Sunday, October 4, 2009

LABioMed 50 Years

Five Decades of LA BioMed Achievements

From creating the paramedic model to developing diagnostic tests that remain the standard today, LA BioMed researchers are constantly exploring advances in health care that can transform the lives and the health of all of us. Here’s a look back at some of the most significant achievements.


1960s LA BioMed scientists achieved successful fertilization through artificial implantation of the ovum, a breakthrough that would lead to the world’s first ovum transfer birth some 20 years later. The Institute’s investigators created the paramedic model for emergency care that is now a life-saving standard nationwide and identified the genetic basis for the skin disease, x-linked ichthyosis.


1970s LA BioMed’s renowned developmental biology research team discovered the key to stimulating human growth. Other teams of LA BioMed investigators pioneered diagnostic tests that remain the standard today, including the modern cholesterol test, a test to detect Tay-Sachs disease carriers and a thyroid deficiency test for infants now used in most of the industrialized world to help prevent irreversible developmental disabilities. The Institute also patented an implant that helped surgeons reconstruct severely injured jaws.

1980s Enormous technological advances and growth for the campus came in the 1980s, including the establishment of a Perinatal Clinical Research Center, one of eight in the United States dedicated to research involving mothers and infants. LA BioMed investigators helped develop refined synthetic surfactants that have saved the lives of thousands of premature babies, and they evaluated vaccines for influenza, herpes simplex and much more. They also performed the first ovum transfer, laying the groundwork for a procedure that’s resulted in more than 47,000 births to infertile couples in the U.S. alone.

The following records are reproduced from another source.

//! Configuration module
//!
//! Loads and validates the JSON configuration file holding the Rundeck
//! connection settings, Mandrill credentials and the recipient list. Keys use
//! PascalCase (`RundeckServerUrl`, `MandrillRecipients`, ...).

use std::path::{Path, PathBuf};
use std::time::Duration;

use anyhow::{Context, Result};
use failwatch_core::digest::DEFAULT_SYSTEM_NAME;
use failwatch_core::domain::message::{Recipient, Sender};
use failwatch_mailer::DEFAULT_API_URL;
use serde::Deserialize;

/// File looked up next to the executable when no path is given
pub const DEFAULT_CONFIG_FILE: &str = "conf.json";

const DEFAULT_TIMEOUT_SECS: u64 = 30;

/// Run configuration
#[derive(Clone, Deserialize)]
#[serde(rename_all = "PascalCase")]
pub struct Config {
    /// Rundeck base URL (e.g., "https://rundeck.example.com")
    pub rundeck_server_url: String,

    /// API version used in request paths (e.g., "12")
    pub rundeck_api_version: String,

    pub rundeck_auth_token: String,

    pub mandrill_key: String,

    pub mandrill_from_email: String,

    pub mandrill_from_name: String,

    /// Recipients, in the order they are added to the message
    pub mandrill_recipients: Vec<RecipientEntry>,

    /// Mandrill API base URL
    #[serde(default = "default_mandrill_api_url")]
    pub mandrill_api_url: String,

    /// Timeout applied to each outbound HTTP call
    #[serde(default = "default_timeout_secs")]
    pub request_timeout_secs: u64,

    /// Name shown between brackets at the start of the subject
    #[serde(default = "default_system_name")]
    pub system_name: String,
}

/// One entry of `MandrillRecipients`
#[derive(Debug, Clone, Deserialize)]
#[serde(rename_all = "PascalCase")]
pub struct RecipientEntry {
    pub email: String,

    pub name: String,

    /// "to", "cc" or "bcc", passed to Mandrill as given
    pub send_type: String,
}

fn default_mandrill_api_url() -> String {
    DEFAULT_API_URL.to_string()
}

fn default_timeout_secs() -> u64 {
    DEFAULT_TIMEOUT_SECS
}

fn default_system_name() -> String {
    DEFAULT_SYSTEM_NAME.to_string()
}

impl Config {
    /// `conf.json` in the directory holding the running executable
    pub fn default_path() -> Result<PathBuf> {
        let exe = std::env::current_exe().context("Failed to locate the running executable")?;
        let dir = exe
            .parent()
            .context("The running executable has no parent directory")?;
        Ok(dir.join(DEFAULT_CONFIG_FILE))
    }

    /// Reads, parses and validates a configuration file
    pub fn load(path: &Path) -> Result<Self> {
        let contents = std::fs::read_to_string(path)
            .with_context(|| format!("Failed to read config file {}", path.display()))?;

        let config = Self::from_json(&contents)
            .with_context(|| format!("Failed to load config file {}", path.display()))?;

        Ok(config)
    }

    /// Parses and validates a configuration document
    pub fn from_json(contents: &str) -> Result<Self> {
        let config: Config =
            serde_json::from_str(contents).context("Invalid configuration document")?;
        config.validate()?;
        Ok(config)
    }

    /// Validates the configuration
    pub fn validate(&self) -> Result<()> {
        if !is_http_url(&self.rundeck_server_url) {
            anyhow::bail!("RundeckServerUrl must start with http:// or https://");
        }

        if self.rundeck_api_version.trim().is_empty() {
            anyhow::bail!("RundeckApiVersion cannot be empty");
        }

        if self.rundeck_auth_token.trim().is_empty() {
            anyhow::bail!("RundeckAuthToken cannot be empty");
        }

        if self.mandrill_key.trim().is_empty() {
            anyhow::bail!("MandrillKey cannot be empty");
        }

        if self.mandrill_from_email.trim().is_empty() {
            anyhow::bail!("MandrillFromEmail cannot be empty");
        }

        if self.mandrill_from_name.trim().is_empty() {
            anyhow::bail!("MandrillFromName cannot be empty");
        }

        if self.mandrill_recipients.is_empty() {
            anyhow::bail!("MandrillRecipients must list at least one recipient");
        }

        if let Some(position) = self
            .mandrill_recipients
            .iter()
            .position(|recipient| recipient.email.trim().is_empty())
        {
            anyhow::bail!("MandrillRecipients[{}] has no Email", position);
        }

        for (position, recipient) in self.mandrill_recipients.iter().enumerate() {
            if recipient.name.trim().is_empty() {
                anyhow::bail!("MandrillRecipients[{}] has no Name", position);
            }
            if recipient.send_type.trim().is_empty() {
                anyhow::bail!("MandrillRecipients[{}] has no SendType", position);
            }
        }

        if !is_http_url(&self.mandrill_api_url) {
            anyhow::bail!("MandrillApiUrl must start with http:// or https://");
        }

        if self.request_timeout_secs == 0 {
            anyhow::bail!("RequestTimeoutSecs must be greater than 0");
        }

        Ok(())
    }

    pub fn request_timeout(&self) -> Duration {
        Duration::from_secs(self.request_timeout_secs)
    }

    pub fn sender(&self) -> Sender {
        Sender {
            email: self.mandrill_from_email.clone(),
            name: self.mandrill_from_name.clone(),
        }
    }

    /// Recipients in configured order
    pub fn recipients(&self) -> Vec<Recipient> {
        self.mandrill_recipients
            .iter()
            .map(|entry| Recipient {
                email: entry.email.clone(),
                name: entry.name.clone(),
                send_type: entry.send_type.clone(),
            })
            .collect()
    }
}

impl std::fmt::Debug for Config {
    fn fmt(&self, f: &mut std::fmt::Formatter<'_>) -> std::fmt::Result {
        f.debug_struct("Config")
            .field("rundeck_server_url", &self.rundeck_server_url)
            .field("rundeck_api_version", &self.rundeck_api_version)
            .field("rundeck_auth_token", &"***")
            .field("mandrill_key", &"***")
            .field("mandrill_from_email", &self.mandrill_from_email)
            .field("mandrill_from_name", &self.mandrill_from_name)
            .field("mandrill_recipients", &self.mandrill_recipients)
            .field("mandrill_api_url", &self.mandrill_api_url)
            .field("request_timeout_secs", &self.request_timeout_secs)
            .field("system_name", &self.system_name)
            .finish()
    }
}

fn is_http_url(url: &str) -> bool {
    url.starts_with("http://") || url.starts_with("https://")
}

#[cfg(test)]
mod tests {
    use super::*;
    use std::io::Write;

    const MINIMAL: &str = r#"{
        "RundeckServerUrl": "https://rundeck.example.com",
        "RundeckApiVersion": "12",
        "RundeckAuthToken": "token-abc",
        "MandrillKey": "key-xyz",
        "MandrillFromEmail": "rundeck@example.com",
        "MandrillFromName": "Rundeck",
        "MandrillRecipients": [
            {"Email": "ops@example.com", "Name": "Ops", "SendType": "to"},
            {"Email": "lead@example.com", "Name": "Lead", "SendType": "cc"},
            {"Email": "audit@example.com", "Name": "Audit", "SendType": "bcc"}
        ]
    }"#;

    fn minimal() -> Config {
        Config::from_json(MINIMAL).unwrap()
    }

    #[test]
    fn test_minimal_config_uses_defaults() {
        let config = minimal();

        assert_eq!(config.rundeck_server_url, "https://rundeck.example.com");
        assert_eq!(config.mandrill_api_url, DEFAULT_API_URL);
        assert_eq!(config.request_timeout(), Duration::from_secs(30));
        assert_eq!(config.system_name, "RunDeck");
    }

    #[test]
    fn test_optional_fields_override_defaults() {
        let mut value: serde_json::Value = serde_json::from_str(MINIMAL).unwrap();
        value["MandrillApiUrl"] = "http://localhost:9000/api/1.0".into();
        value["RequestTimeoutSecs"] = 5.into();
        value["SystemName"] = "Rundeck Prod".into();

        let config = Config::from_json(&value.to_string()).unwrap();
        assert_eq!(config.mandrill_api_url, "http://localhost:9000/api/1.0");
        assert_eq!(config.request_timeout(), Duration::from_secs(5));
        assert_eq!(config.system_name, "Rundeck Prod");
    }

    #[test]
    fn test_recipients_keep_order_and_type() {
        let recipients = minimal().recipients();

        let emails: Vec<&str> = recipients.iter().map(|r| r.email.as_str()).collect();
        assert_eq!(
            emails,
            vec!["ops@example.com", "lead@example.com", "audit@example.com"]
        );
        assert_eq!(recipients[1].send_type, "cc");
        assert_eq!(recipients[2].send_type, "bcc");
        assert_eq!(recipients[2].name, "Audit");
    }

    #[test]
    fn test_sender() {
        let sender = minimal().sender();
        assert_eq!(sender.email, "rundeck@example.com");
        assert_eq!(sender.name, "Rundeck");
    }

    #[test]
    fn test_missing_field_is_reported() {
        let mut value: serde_json::Value = serde_json::from_str(MINIMAL).unwrap();
        value.as_object_mut().unwrap().remove("RundeckAuthToken");

        let err = Config::from_json(&value.to_string()).unwrap_err();
        assert!(format!("{err:#}").contains("RundeckAuthToken"));
    }

    #[test]
    fn test_missing_sender_name_or_recipient_fields_are_rejected() {
        let mut value: serde_json::Value = serde_json::from_str(MINIMAL).unwrap();
        value.as_object_mut().unwrap().remove("MandrillFromName");
        let err = Config::from_json(&value.to_string()).unwrap_err();
        assert!(format!("{err:#}").contains("MandrillFromName"));

        let mut value: serde_json::Value = serde_json::from_str(MINIMAL).unwrap();
        value["MandrillRecipients"] = serde_json::json!([{"Email": "ops@example.com"}]);
        let err = Config::from_json(&value.to_string()).unwrap_err();
        assert!(format!("{err:#}").contains("Name"));

        let mut value: serde_json::Value = serde_json::from_str(MINIMAL).unwrap();
        value["MandrillRecipients"] =
            serde_json::json!([{"Email": "ops@example.com", "Name": "Ops"}]);
        let err = Config::from_json(&value.to_string()).unwrap_err();
        assert!(format!("{err:#}").contains("SendType"));
    }

    #[test]
    fn test_config_validation() {
        let mut config = minimal();
        assert!(config.validate().is_ok());

        config.rundeck_server_url = "rundeck.example.com".to_string();
        assert!(config.validate().is_err());
        config.rundeck_server_url = "http://rundeck.local:4440".to_string();
        assert!(config.validate().is_ok());

        config.rundeck_auth_token = " ".to_string();
        assert!(config.validate().is_err());
        config.rundeck_auth_token = "token".to_string();

        config.rundeck_api_version = String::new();
        assert!(config.validate().is_err());
        config.rundeck_api_version = "12".to_string();

        config.mandrill_key = String::new();
        assert!(config.validate().is_err());
        config.mandrill_key = "key".to_string();

        config.mandrill_from_email = String::new();
        assert!(config.validate().is_err());
        config.mandrill_from_email = "rundeck@example.com".to_string();

        config.mandrill_from_name = " ".to_string();
        let err = config.validate().unwrap_err();
        assert_eq!(err.to_string(), "MandrillFromName cannot be empty");
        config.mandrill_from_name = "Rundeck".to_string();

        config.mandrill_recipients[2].name = String::new();
        let err = config.validate().unwrap_err();
        assert_eq!(err.to_string(), "MandrillRecipients[2] has no Name");
        config.mandrill_recipients[2].name = "Audit".to_string();

        config.mandrill_recipients[0].send_type = String::new();
        let err = config.validate().unwrap_err();
        assert_eq!(err.to_string(), "MandrillRecipients[0] has no SendType");
        config.mandrill_recipients[0].send_type = "to".to_string();

        config.mandrill_recipients[1].email = String::new();
        let err = config.validate().unwrap_err();
        assert_eq!(err.to_string(), "MandrillRecipients[1] has no Email");

        config.mandrill_recipients.clear();
        assert!(config.validate().is_err());
        config.mandrill_recipients = minimal().mandrill_recipients;

        config.request_timeout_secs = 0;
        assert!(config.validate().is_err());
        config.request_timeout_secs = 10;

        config.mandrill_api_url = "ftp://mandrill".to_string();
        assert!(config.validate().is_err());
    }

    #[test]
    fn test_debug_output_hides_secrets() {
        let debug = format!("{:?}", minimal());
        assert!(!debug.contains("token-abc"));
        assert!(!debug.contains("key-xyz"));
        assert!(debug.contains("rundeck.example.com"));
    }

    #[test]
    fn test_load_from_file() {
        let mut file = tempfile::NamedTempFile::new().unwrap();
        file.write_all(MINIMAL.as_bytes()).unwrap();

        let config = Config::load(file.path()).unwrap();
        assert_eq!(config.mandrill_recipients.len(), 3);
    }

    #[test]
    fn test_load_missing_file_names_path() {
        let dir = tempfile::tempdir().unwrap();
        let path = dir.path().join("conf.json");

        let err = Config::load(&path).unwrap_err();
        assert!(err.to_string().contains("conf.json"));
    }

    #[test]
    fn test_load_invalid_json() {
        let mut file = tempfile::NamedTempFile::new().unwrap();
        file.write_all(b"{ not json").unwrap();

        let err = Config::load(file.path()).unwrap_err();
        assert!(format!("{err:#}").contains("Invalid configuration document"));
    }

    #[test]
    fn test_default_path_is_next_to_executable() {
        let path = Config::default_path().unwrap();
        assert_eq!(path.file_name().unwrap(), DEFAULT_CONFIG_FILE);
    }
}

1990s Continuing to pioneer treatments and technologies to improve human health in the 1990s, LA BioMed advances included the use of new, non-invasive techniques for detecting breast cancer, the development an inexpensive treatment for eye diseases that’s saved the sight of thousands of children in underdeveloped nations, the use of antiviral medications to treat HIV infections and an enzyme replacement therapy to help young victims of a devastating genetic disorder, Hurler-Scheie disease. The Institute’s scientists played key roles in the development of innovative approaches to prenatal care which have virtually eliminated in this country maternal-fetal transmission of the virus which causes AIDS and the innovation of stent technology to treat surgically devastating abdominal aneurysms.
2000 LA BioMed investigators developed new rehabilitation strategies for millions of sufferers of Chronic Obstructive Pulmonary Disorder (COPD)
and other disorders. The Institute spawned four new biotechnology startups, which are already generating $6 million in economic activity in the region. As the Institute enters the next decade, its 150 researchers continue the quest for new treatments and cures. The Institute’s investigators are engaged in more than 1,000 studies including a major effort to develop the next generation of antibiotics, new therapeutic and diagnostic approaches to lung disease, refining methods for earlier identification of Type II diabetes, studies in the relationship between cardiovascular and kidney diseases, development of enhanced breast cancer detection technology, a novel therapy to treat sickle cell disease, the prevention of blindness in children in developing nations, advances in male infertility treatments and male contraceptives and much more.